Information source: Massachusetts General Hospital
ClinicalTrials.gov processed this data on August 23, 2015
Link to the current ClinicalTrials.gov record.

Condition(s) targeted: Seizures

Intervention: Levetiracetam 1 g IV + Lorazepam 2 mg IV (Drug); Placebo + Lorazepam 3 mg IV (Drug)

Phase: Phase 2/Phase 3

Status: Withdrawn

Sponsored by: Massachusetts General Hospital

Official(s) and/or principal investigator(s):
Joshua N. Goldstein, MD, PhD, Principal Investigator, Affiliation: Massachusetts General Hospital

Summary

The overarching aim of STILL is assessment of IV LEV in the management of seizures in the ED setting. The main study endpoints are considered in the two patient groups of interest (SE and non-SE):

- For non-SE patients, STILL will compare IV LEV vs. the current standard-care of

placebo, with respect to the following questions:

- Does IV LEV administration result in lower seizure duration and/or recurrence rate than

does administration of placebo? (Ho: No difference in seizure duration or recurrence rates between the two groups.)

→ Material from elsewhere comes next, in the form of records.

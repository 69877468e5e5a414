//! Layer assignment: shortest hop-distance from the start sentinel.

use rustc_hash::FxHashMap;
use stepflow_core::{START_STEP_ID, Transition};

/// Relaxation passes over the edge set. Twelve passes bound the work on
/// cyclic inputs; nodes only reachable beyond that keep an upper-bound
/// depth, which is acceptable for placement.
const RELAXATION_PASSES: usize = 12;

/// Assigns every id in `ordered` an integer depth.
///
/// The start sentinel seeds depth 0. Each pass walks the edge set in order
/// and proposes `depth(from) + 1` for the destination of every edge whose
/// source already has a depth, keeping the minimum ever proposed, so cycles
/// cannot loop forever. Ids the relaxation never reaches take fallback
/// depths 1, 2, ... in `ordered` order, keeping run-to-run determinism.
pub fn assign_depths(transitions: &[Transition], ordered: &[String]) -> FxHashMap<String, u32> {
    let mut depths: FxHashMap<String, u32> = FxHashMap::default();
    depths.insert(START_STEP_ID.to_string(), 0);

    for _ in 0..RELAXATION_PASSES {
        for t in transitions {
            let Some(&from_depth) = depths.get(&t.from) else {
                continue;
            };
            let proposed = from_depth + 1;
            match depths.get(&t.to) {
                Some(&current) if current <= proposed => {}
                _ => {
                    depths.insert(t.to.clone(), proposed);
                }
            }
        }
    }

    let mut fallback = 1;
    for id in ordered {
        if !depths.contains_key(id) {
            depths.insert(id.clone(), fallback);
            fallback += 1;
        }
    }

    depths
}
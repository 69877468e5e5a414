//! Deterministic jitter source.

/// Folds `input` through a 32-bit FNV-1a hash and maps it into [0, 1].
///
/// Node y-perturbation and edge curvature derive every pseudo-random offset
/// from this fold, so a given identity string always lands on the same
/// value, on every platform.
pub fn unit_hash(input: &str) -> f64 {
    let mut hash: u32 = 2_166_136_261;
    for ch in input.chars() {
        hash ^= ch as u32;
        hash = hash.wrapping_mul(16_777_619);
    }
    f64::from(hash) / 4_294_967_295.0
}
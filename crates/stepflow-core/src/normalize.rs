//! Canonical, deduplicated transition set.

use indexmap::IndexMap;
use rustc_hash::FxHashMap;

use crate::model::{StepId, Transition, VariantTrace};

/// Produces the canonical transition set for one build pass.
///
/// Raw transitions win whenever any are present; otherwise consecutive
/// variant steps are folded into synthetic transitions. Duplicate
/// `(from, to)` pairs never survive: among raw transitions the first
/// occurrence wins and later duplicates are dropped, while synthesized
/// pairs sum their weights. Both inputs empty yields an empty set, not an
/// error.
pub fn canonical_transitions(raw: &[Transition], variants: &[VariantTrace]) -> Vec<Transition> {
    if !raw.is_empty() {
        let mut by_pair: IndexMap<(StepId, StepId), Transition> = IndexMap::new();
        for t in raw {
            by_pair
                .entry((t.from.clone(), t.to.clone()))
                .or_insert_with(|| t.clone());
        }
        return by_pair.into_values().collect();
    }
    synthesize(variants)
}

fn synthesize(variants: &[VariantTrace]) -> Vec<Transition> {
    // Insertion order is semantic: it fixes edge iteration everywhere
    // downstream (relaxation, adjacency grouping, bucket fill).
    let mut counts: IndexMap<(StepId, StepId), u64> = IndexMap::new();
    for variant in variants {
        let weight = variant_weight(variant.frequency);
        for pair in variant.steps.windows(2) {
            let (from, to) = (&pair[0], &pair[1]);
            if from.is_empty() || to.is_empty() {
                continue;
            }
            *counts.entry((from.clone(), to.clone())).or_insert(0) += weight;
        }
    }

    let mut outgoing: FxHashMap<&str, u64> = FxHashMap::default();
    for ((from, _), count) in &counts {
        *outgoing.entry(from.as_str()).or_insert(0) += count;
    }

    counts
        .iter()
        .map(|((from, to), &count)| {
            let denom = outgoing.get(from.as_str()).copied().unwrap_or(1).max(1);
            Transition {
                from: from.clone(),
                to: to.clone(),
                count,
                probability: count as f64 / denom as f64,
                p95_delay_ms: Some(synthetic_p95_ms(count)),
            }
        })
        .collect()
}

/// Pseudo-count contributed per traversal of a variant pair. A variant seen
/// 60% of the time contributes 60 per consecutive pair, floored at 1 so rare
/// variants still register.
fn variant_weight(frequency: f64) -> u64 {
    (frequency * 100.0).round().max(1.0) as u64
}

/// Crude traffic-proportional stand-in when no timing was captured.
fn synthetic_p95_ms(count: u64) -> u64 {
    ((1.0 + count as f64 / 20.0) * 120_000.0).round() as u64
}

- Is IV LEV associated with a different rate of significant side effects than placebo?

(Ho: No difference in significant side effect rates between the two groups.)

- For SE patients, STILL will compare [IV LEV + lorazepam 2mg] vs. [lorazepam 3 mg], with

respect to the following questions:

- Does addition of IV LEV to a BZD allow for a BZD-sparing effect (i. e. achievement of

seizure control with lower dose of BZD)? (Ho: No difference in seizure duration and/or recurrence rates between the two groups.)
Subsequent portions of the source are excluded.